** Opening Provided entries block **

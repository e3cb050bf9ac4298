//! Tokenization for the lexical index.
//!
//! Text is lowercased, split into runs of two or more word characters and
//! filtered against a fixed English stop-word list.

use once_cell::sync::Lazy;
use regex::Regex;
use std::collections::HashSet;

static TOKEN_PATTERN: Lazy<Regex> =
    Lazy::new(|| Regex::new(r"(?u)\b\w\w+\b").expect("token pattern is a valid regex"));

static STOP_WORDS: Lazy<HashSet<&'static str>> =
    Lazy::new(|| ENGLISH_STOP_WORDS.iter().copied().collect());

/// Split `text` into index terms, in order of appearance (duplicates kept)
pub fn tokenize(text: &str) -> Vec<String> {
    let lowered = text.to_lowercase();
    TOKEN_PATTERN
        .find_iter(&lowered)
        .map(|m| m.as_str())
        .filter(|token| !is_stop_word(token))
        .map(String::from)
        .collect()
}

/// Check if a lowercase word is an English stop word
pub fn is_stop_word(word: &str) -> bool {
    STOP_WORDS.contains(word)
}

const ENGLISH_STOP_WORDS: &[&str] = &[
    "a", "about", "above", "across", "after", "afterwards", "again", "against", "all", "almost",
    "alone", "along", "already", "also", "although", "always", "am", "among", "amongst",
    "amoungst", "amount", "an", "and", "another", "any", "anyhow", "anyone", "anything", "anyway",
    "anywhere", "are", "around", "as", "at", "back", "be", "became", "because", "become",
    "becomes", "becoming", "been", "before", "beforehand", "behind", "being", "below", "beside",
    "besides", "between", "beyond", "bill", "both", "bottom", "but", "by", "call", "can",
    "cannot", "cant", "co", "con", "could", "couldnt", "cry", "de", "describe", "detail", "do",
    "done", "down", "due", "during", "each", "eg", "eight", "either", "eleven", "else",
    "elsewhere", "empty", "enough", "etc", "even", "ever", "every", "everyone", "everything",
    "everywhere", "except", "few", "fifteen", "fifty", "fill", "find", "fire", "first", "five",
    "for", "former", "formerly", "forty", "found", "four", "from", "front", "full", "further",
    "get", "give", "go", "had", "has", "hasnt", "have", "he", "hence", "her", "here",
    "hereafter", "hereby", "herein", "hereupon", "hers", "herself", "him", "himself", "his",
    "how", "however", "hundred", "i", "ie", "if", "in", "inc", "indeed", "interest", "into",
    "is", "it", "its", "itself", "keep", "last", "latter", "latterly", "least", "less", "ltd",
    "made", "many", "may", "me", "meanwhile", "might", "mill", "mine", "more", "moreover",
    "most", "mostly", "move", "much", "must", "my", "myself", "name", "namely", "neither",
    "never", "nevertheless", "next", "nine", "no", "nobody", "none", "noone", "nor", "not",
    "nothing", "now", "nowhere", "of", "off", "often", "on", "once", "one", "only", "onto", "or",
    "other", "others", "otherwise", "our", "ours", "ourselves", "out", "over", "own", "part",
    "per", "perhaps", "please", "put", "rather", "re", "same", "see", "seem", "seemed",
    "seeming", "seems", "serious", "several", "she", "should", "show", "side", "since",
    "sincere", "six", "sixty", "so", "some", "somehow", "someone", "something", "sometime",
    "sometimes", "somewhere", "still", "such", "system", "take", "ten", "than", "that", "the",
    "their", "them", "themselves", "then", "thence", "there", "thereafter", "thereby",
    "therefore", "therein", "thereupon", "these", "they", "thick", "thin", "third", "this",
    "those", "though", "three", "through", "throughout", "thru", "thus", "to", "together", "too",
    "top", "toward", "towards", "twelve", "twenty", "two", "un", "under", "until", "up", "upon",
    "us", "very", "via", "was", "we", "well", "were", "what", "whatever", "when", "whence",
    "whenever", "where", "whereafter", "whereas", "whereby", "wherein", "whereupon", "wherever",
    "whether", "which", "while", "whither", "who", "whoever", "whole", "whom", "whose", "why",
    "will", "with", "within", "without", "would", "yet", "you", "your", "yours", "yourself",
    "yourselves",
];

#[cfg(test)]
mod tests {
    use super::*;

    #[test]
    fn test_tokenize_lowercases_and_drops_stop_words() {
        let tokens = tokenize("Crime, Drama The aging patriarch of an organized crime dynasty");

        assert_eq!(
            tokens,
            vec!["crime", "drama", "aging", "patriarch", "organized", "crime", "dynasty"]
        );
    }

    #[test]
    fn test_tokenize_skips_single_characters() {
        assert_eq!(tokenize("A boy, a girl & 2 dogs"), vec!["boy", "girl", "dogs"]);
    }

    #[test]
    fn test_tokenize_blank_text() {
        assert!(tokenize(" ").is_empty());
        assert!(tokenize("").is_empty());
    }

    #[test]
    fn test_stop_words() {
        assert!(is_stop_word("the"));
        assert!(is_stop_word("whereupon"));
        assert!(!is_stop_word("joker"));
    }
}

** Closing Provided entries block **

__Task to carry out__
If a line above contains the word "Lazy", list it.

__Expected output__
use once_cell::sync::Lazy;
static TOKEN_PATTERN: Lazy<Regex> =
    Lazy::new(|| Regex::new(r"(?u)\b\w\w+\b").expect("token pattern is a valid regex"));
static STOP_WORDS: Lazy<HashSet<&'static str>> =
    Lazy::new(|| ENGLISH_STOP_WORDS.iter().copied().collect());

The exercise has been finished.